DATASET ENTRIES: Begin

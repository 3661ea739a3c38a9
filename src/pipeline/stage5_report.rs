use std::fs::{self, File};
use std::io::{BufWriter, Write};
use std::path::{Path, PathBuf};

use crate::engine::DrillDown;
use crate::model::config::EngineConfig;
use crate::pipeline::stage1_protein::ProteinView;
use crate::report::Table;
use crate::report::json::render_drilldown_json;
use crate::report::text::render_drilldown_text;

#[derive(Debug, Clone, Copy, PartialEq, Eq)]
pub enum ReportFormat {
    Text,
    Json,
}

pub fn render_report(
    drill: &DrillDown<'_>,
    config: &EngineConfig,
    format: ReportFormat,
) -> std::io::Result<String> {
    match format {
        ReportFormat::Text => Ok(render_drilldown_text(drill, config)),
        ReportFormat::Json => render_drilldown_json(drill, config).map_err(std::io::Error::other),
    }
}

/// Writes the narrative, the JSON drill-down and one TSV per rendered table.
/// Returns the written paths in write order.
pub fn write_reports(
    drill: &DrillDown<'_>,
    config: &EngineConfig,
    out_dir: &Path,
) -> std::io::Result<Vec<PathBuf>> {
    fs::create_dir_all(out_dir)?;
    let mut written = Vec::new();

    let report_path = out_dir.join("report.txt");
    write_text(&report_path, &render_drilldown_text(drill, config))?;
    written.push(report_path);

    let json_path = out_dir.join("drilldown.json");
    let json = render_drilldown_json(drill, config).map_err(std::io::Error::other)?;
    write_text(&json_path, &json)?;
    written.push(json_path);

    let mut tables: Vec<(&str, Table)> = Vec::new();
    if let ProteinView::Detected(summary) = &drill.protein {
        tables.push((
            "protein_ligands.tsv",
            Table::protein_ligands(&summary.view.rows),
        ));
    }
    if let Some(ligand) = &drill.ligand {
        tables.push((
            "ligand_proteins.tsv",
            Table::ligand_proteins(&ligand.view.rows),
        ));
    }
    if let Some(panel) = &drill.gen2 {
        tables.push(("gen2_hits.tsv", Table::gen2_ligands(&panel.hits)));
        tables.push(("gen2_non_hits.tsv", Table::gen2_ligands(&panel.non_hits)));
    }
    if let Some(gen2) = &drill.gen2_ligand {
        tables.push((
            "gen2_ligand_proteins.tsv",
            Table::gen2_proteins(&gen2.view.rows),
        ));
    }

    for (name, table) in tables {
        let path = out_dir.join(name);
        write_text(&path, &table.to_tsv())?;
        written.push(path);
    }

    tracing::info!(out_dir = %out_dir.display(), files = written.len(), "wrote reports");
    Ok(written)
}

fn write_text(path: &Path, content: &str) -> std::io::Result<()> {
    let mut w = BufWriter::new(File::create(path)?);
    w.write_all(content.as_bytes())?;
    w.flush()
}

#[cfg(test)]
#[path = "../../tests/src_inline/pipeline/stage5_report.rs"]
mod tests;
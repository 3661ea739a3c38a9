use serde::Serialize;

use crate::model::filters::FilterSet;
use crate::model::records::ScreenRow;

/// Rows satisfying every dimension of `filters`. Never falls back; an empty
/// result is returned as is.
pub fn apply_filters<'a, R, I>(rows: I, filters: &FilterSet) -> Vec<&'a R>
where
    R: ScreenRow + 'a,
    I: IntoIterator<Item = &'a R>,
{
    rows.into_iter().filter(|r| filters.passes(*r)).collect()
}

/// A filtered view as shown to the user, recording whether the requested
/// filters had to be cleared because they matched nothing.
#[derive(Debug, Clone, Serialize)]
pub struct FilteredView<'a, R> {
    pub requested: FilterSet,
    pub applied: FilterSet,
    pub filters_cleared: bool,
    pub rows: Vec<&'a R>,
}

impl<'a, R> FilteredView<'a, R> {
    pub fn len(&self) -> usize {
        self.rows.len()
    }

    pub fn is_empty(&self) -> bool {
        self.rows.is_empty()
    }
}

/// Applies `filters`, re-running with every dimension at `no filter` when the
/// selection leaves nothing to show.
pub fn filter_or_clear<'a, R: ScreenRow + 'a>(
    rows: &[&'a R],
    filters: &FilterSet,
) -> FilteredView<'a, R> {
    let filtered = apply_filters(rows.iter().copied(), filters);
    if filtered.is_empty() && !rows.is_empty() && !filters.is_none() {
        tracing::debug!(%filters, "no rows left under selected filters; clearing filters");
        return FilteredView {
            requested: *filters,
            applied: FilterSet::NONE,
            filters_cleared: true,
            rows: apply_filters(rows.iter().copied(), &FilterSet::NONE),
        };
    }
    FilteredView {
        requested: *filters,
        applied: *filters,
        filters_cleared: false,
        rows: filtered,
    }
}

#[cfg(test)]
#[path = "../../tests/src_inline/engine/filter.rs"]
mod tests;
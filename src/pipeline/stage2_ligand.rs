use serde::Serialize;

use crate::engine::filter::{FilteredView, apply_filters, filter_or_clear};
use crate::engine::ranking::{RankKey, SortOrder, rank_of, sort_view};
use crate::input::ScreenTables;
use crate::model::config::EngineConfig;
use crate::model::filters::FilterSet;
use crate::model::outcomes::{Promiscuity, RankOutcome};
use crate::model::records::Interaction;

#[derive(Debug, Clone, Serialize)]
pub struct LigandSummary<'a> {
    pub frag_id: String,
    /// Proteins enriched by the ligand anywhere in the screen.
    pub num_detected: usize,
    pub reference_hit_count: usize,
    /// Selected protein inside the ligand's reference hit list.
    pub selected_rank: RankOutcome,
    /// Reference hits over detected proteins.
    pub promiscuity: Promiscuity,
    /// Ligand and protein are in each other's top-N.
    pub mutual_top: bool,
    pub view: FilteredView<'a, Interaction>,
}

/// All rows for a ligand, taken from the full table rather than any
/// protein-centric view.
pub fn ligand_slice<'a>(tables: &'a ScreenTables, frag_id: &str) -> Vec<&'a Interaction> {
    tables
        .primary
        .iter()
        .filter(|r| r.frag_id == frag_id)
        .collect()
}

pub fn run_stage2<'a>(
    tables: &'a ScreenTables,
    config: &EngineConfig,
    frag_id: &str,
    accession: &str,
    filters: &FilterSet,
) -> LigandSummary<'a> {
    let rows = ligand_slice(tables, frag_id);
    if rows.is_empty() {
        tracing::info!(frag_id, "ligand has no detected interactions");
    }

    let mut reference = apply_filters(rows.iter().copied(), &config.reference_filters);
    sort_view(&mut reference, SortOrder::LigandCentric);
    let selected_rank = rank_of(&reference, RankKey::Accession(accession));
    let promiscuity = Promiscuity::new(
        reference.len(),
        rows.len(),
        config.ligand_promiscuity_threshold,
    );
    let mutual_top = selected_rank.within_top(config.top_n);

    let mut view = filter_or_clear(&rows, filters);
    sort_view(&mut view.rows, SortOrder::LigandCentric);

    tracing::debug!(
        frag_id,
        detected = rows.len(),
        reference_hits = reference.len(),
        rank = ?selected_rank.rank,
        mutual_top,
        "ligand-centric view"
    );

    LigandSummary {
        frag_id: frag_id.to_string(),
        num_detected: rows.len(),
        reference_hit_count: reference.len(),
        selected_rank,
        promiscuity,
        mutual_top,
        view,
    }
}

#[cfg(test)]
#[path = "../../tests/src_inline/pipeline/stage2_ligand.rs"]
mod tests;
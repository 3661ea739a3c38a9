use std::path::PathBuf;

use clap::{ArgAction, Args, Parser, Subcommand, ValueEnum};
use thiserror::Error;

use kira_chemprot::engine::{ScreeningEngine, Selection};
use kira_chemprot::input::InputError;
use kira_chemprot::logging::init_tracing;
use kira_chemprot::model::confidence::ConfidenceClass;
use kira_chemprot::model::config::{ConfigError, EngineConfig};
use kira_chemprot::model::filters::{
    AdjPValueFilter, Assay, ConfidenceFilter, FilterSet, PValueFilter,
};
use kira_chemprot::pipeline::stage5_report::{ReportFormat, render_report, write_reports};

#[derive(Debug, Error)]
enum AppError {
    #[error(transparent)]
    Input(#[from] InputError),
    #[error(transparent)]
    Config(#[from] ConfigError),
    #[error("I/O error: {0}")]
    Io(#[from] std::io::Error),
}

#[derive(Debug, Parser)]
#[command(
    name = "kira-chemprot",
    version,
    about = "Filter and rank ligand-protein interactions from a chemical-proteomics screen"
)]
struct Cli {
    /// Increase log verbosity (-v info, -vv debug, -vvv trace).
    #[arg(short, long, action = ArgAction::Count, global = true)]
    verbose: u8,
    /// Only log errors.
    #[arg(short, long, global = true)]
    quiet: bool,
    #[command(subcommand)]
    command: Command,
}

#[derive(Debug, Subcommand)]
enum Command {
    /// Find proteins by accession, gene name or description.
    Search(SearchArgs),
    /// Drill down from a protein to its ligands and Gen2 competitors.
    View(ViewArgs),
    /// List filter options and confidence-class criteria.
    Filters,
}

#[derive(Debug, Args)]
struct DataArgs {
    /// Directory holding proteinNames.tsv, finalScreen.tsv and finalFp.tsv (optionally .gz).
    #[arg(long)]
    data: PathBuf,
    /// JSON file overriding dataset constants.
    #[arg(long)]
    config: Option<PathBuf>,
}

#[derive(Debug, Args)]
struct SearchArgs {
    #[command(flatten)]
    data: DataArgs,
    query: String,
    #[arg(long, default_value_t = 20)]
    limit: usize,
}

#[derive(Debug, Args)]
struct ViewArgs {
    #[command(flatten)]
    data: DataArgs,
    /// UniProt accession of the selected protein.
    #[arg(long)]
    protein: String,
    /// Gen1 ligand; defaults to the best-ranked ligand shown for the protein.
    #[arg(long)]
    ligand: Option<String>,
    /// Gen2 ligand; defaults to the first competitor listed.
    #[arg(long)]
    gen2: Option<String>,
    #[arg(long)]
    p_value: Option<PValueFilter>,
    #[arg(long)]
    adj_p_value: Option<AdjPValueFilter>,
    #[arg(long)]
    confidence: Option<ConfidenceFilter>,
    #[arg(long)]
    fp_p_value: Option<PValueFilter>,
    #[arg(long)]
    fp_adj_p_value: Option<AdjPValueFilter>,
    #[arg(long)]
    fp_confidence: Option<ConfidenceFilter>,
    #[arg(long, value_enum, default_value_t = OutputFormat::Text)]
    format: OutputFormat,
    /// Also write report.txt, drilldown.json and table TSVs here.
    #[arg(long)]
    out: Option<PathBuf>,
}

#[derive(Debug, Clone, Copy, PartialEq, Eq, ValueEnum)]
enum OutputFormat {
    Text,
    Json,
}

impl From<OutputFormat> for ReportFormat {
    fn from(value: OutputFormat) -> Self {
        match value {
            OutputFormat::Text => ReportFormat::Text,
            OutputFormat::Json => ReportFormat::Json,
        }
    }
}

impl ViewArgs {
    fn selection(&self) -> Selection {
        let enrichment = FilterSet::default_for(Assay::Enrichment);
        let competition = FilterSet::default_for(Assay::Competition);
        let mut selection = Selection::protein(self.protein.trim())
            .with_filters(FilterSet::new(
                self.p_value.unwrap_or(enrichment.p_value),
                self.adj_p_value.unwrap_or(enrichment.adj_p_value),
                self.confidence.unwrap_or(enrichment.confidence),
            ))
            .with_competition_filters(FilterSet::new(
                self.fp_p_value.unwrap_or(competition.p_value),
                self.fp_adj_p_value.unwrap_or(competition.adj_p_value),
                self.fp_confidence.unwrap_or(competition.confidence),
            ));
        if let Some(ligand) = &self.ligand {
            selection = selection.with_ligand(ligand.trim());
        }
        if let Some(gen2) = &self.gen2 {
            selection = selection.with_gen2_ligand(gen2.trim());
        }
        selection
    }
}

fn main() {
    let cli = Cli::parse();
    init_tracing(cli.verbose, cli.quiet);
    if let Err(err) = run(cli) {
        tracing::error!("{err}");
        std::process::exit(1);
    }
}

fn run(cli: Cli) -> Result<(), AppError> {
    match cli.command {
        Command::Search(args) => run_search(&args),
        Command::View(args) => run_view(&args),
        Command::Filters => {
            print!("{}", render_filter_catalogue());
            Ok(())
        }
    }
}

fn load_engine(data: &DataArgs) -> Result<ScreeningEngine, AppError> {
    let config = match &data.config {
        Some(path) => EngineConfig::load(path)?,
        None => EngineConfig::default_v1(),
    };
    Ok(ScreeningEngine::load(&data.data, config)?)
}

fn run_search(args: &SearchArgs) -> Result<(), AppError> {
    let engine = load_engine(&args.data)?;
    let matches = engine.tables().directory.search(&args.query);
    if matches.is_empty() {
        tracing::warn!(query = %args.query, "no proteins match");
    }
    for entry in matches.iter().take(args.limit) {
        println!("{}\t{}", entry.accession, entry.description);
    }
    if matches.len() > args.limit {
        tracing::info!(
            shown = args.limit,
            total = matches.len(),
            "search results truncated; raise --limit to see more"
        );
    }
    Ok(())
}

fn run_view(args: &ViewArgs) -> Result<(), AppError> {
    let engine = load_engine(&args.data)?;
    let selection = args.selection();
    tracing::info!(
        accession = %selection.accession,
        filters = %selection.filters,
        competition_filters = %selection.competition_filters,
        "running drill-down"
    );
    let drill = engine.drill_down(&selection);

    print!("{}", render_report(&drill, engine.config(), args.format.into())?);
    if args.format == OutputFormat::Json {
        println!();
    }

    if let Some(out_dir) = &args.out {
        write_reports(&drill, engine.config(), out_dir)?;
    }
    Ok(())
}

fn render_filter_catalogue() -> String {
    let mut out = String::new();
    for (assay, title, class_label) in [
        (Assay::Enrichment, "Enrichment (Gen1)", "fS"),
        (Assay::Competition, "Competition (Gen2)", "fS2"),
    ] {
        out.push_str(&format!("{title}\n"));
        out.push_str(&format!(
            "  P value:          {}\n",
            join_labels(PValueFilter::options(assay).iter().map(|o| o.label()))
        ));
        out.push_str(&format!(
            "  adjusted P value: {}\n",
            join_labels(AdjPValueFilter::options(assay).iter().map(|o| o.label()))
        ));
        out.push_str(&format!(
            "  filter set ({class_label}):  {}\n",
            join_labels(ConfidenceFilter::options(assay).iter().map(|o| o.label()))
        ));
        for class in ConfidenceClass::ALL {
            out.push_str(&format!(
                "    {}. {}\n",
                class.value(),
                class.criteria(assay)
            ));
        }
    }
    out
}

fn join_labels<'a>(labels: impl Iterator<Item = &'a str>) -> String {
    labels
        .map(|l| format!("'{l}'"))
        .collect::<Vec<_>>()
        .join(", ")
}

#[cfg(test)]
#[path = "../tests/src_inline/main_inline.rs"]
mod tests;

DATASET ENTRIES: End
DATASET ENTRIES: Begin

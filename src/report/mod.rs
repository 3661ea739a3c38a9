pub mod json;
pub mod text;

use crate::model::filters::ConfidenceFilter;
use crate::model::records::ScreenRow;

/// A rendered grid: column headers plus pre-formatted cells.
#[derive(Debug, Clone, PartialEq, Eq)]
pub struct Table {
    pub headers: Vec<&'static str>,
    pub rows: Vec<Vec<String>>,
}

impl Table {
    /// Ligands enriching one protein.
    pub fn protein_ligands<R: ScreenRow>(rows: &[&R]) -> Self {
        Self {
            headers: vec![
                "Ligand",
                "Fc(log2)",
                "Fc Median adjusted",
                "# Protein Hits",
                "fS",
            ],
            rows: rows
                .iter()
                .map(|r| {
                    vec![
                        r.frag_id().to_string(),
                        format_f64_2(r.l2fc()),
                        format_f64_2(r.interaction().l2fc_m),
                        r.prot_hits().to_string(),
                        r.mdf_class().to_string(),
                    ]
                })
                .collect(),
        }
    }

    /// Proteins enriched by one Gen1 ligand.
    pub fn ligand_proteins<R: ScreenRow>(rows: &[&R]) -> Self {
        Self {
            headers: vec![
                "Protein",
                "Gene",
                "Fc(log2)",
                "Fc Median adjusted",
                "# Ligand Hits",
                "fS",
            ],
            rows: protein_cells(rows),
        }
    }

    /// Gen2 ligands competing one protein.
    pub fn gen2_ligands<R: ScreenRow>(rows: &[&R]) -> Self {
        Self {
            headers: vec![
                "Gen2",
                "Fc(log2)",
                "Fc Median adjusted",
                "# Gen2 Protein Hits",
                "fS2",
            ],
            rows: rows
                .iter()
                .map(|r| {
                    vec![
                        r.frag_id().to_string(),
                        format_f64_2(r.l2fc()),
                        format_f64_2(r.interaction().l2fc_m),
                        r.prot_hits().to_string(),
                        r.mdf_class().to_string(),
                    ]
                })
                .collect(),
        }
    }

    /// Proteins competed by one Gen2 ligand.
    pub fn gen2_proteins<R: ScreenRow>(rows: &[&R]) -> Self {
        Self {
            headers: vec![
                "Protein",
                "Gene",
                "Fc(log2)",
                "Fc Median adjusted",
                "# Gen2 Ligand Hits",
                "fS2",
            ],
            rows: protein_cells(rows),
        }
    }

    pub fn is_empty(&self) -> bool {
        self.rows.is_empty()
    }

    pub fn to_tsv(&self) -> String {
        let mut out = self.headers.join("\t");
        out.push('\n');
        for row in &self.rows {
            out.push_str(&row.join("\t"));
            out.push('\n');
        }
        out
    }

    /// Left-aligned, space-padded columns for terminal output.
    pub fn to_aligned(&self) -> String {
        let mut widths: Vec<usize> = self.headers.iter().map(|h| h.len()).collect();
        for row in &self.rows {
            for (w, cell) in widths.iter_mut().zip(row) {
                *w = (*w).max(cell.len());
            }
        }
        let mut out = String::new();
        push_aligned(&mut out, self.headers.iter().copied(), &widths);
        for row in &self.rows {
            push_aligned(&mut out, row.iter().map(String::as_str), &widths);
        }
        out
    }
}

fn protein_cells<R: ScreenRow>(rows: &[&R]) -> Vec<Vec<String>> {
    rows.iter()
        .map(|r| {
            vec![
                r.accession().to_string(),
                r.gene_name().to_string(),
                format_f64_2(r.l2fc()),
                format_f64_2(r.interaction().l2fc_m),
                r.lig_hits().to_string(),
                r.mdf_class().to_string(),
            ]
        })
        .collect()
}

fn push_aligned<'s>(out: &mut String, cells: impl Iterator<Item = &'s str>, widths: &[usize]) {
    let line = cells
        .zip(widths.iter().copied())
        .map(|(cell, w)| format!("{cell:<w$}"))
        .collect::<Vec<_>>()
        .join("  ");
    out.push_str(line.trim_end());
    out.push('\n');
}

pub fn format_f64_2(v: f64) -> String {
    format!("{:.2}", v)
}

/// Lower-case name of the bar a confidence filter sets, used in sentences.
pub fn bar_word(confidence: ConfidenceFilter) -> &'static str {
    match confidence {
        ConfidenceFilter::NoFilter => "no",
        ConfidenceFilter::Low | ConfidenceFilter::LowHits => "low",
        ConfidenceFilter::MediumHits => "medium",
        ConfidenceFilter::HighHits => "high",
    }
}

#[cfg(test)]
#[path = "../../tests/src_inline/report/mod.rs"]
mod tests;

DATASET ENTRIES: End
DATASET ENTRIES: Begin

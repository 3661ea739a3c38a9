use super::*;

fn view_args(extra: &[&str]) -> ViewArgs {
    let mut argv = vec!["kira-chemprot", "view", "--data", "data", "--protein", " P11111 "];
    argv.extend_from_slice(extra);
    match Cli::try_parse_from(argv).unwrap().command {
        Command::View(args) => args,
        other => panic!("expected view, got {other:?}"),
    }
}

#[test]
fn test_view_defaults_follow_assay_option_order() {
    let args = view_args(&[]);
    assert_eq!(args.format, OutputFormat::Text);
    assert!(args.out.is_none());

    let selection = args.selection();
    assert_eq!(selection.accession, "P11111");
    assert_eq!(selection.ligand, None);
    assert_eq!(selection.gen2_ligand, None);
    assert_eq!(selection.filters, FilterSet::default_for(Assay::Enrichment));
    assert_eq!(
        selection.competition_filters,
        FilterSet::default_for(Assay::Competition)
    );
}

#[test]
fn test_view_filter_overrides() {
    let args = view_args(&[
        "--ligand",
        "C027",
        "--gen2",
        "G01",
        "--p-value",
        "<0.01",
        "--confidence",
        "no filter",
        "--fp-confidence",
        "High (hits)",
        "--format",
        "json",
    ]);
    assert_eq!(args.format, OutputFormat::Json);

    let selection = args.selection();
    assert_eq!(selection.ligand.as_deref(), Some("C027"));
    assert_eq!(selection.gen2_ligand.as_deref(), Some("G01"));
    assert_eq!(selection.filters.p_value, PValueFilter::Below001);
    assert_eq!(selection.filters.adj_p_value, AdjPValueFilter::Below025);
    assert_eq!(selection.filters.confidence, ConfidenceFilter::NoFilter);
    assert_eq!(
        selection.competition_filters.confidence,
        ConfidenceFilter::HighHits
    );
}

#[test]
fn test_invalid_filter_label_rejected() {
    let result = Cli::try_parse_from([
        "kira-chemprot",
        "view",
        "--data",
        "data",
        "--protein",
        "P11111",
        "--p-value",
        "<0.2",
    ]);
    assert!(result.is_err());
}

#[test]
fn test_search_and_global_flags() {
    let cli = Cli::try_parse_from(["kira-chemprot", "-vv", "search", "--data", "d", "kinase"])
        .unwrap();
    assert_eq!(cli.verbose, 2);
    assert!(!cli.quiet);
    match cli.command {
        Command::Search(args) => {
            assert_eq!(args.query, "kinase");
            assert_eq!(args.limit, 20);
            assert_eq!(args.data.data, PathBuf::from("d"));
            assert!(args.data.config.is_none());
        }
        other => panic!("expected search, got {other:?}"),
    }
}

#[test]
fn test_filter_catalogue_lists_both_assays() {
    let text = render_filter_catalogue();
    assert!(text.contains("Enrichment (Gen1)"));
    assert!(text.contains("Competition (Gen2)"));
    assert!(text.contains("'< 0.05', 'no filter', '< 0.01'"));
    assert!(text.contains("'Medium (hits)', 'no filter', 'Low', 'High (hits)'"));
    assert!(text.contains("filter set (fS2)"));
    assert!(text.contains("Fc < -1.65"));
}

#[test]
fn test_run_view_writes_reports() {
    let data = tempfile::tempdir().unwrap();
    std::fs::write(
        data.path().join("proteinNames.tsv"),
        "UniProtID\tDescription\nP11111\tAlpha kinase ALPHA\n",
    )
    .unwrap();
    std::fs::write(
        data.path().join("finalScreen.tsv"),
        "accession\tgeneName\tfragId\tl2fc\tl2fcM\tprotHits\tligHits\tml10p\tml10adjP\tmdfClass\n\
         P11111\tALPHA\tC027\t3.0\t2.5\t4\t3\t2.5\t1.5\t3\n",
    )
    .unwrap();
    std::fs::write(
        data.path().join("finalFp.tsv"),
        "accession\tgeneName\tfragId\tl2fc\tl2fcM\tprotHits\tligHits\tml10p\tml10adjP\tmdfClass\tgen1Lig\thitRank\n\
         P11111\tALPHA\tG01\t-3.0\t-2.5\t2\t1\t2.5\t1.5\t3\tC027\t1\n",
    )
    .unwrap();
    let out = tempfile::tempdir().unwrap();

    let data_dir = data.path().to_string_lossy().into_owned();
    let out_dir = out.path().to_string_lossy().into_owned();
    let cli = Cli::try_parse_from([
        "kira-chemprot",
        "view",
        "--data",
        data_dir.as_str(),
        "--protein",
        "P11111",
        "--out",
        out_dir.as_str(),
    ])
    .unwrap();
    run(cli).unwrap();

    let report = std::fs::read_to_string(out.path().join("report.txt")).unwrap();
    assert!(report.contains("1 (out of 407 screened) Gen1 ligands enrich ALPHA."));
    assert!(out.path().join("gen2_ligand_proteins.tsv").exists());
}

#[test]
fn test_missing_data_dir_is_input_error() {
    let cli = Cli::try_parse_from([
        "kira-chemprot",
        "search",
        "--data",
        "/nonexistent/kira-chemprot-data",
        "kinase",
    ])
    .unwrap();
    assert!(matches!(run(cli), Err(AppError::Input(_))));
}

DATASET ENTRIES: End

If the string "bool" is in a line of the entries, pick that line out.

    pub filters_cleared: bool,
    pub fn is_empty(&self) -> bool {
    pub mutual_top: bool,
    quiet: bool,
    pub fn is_empty(&self) -> bool {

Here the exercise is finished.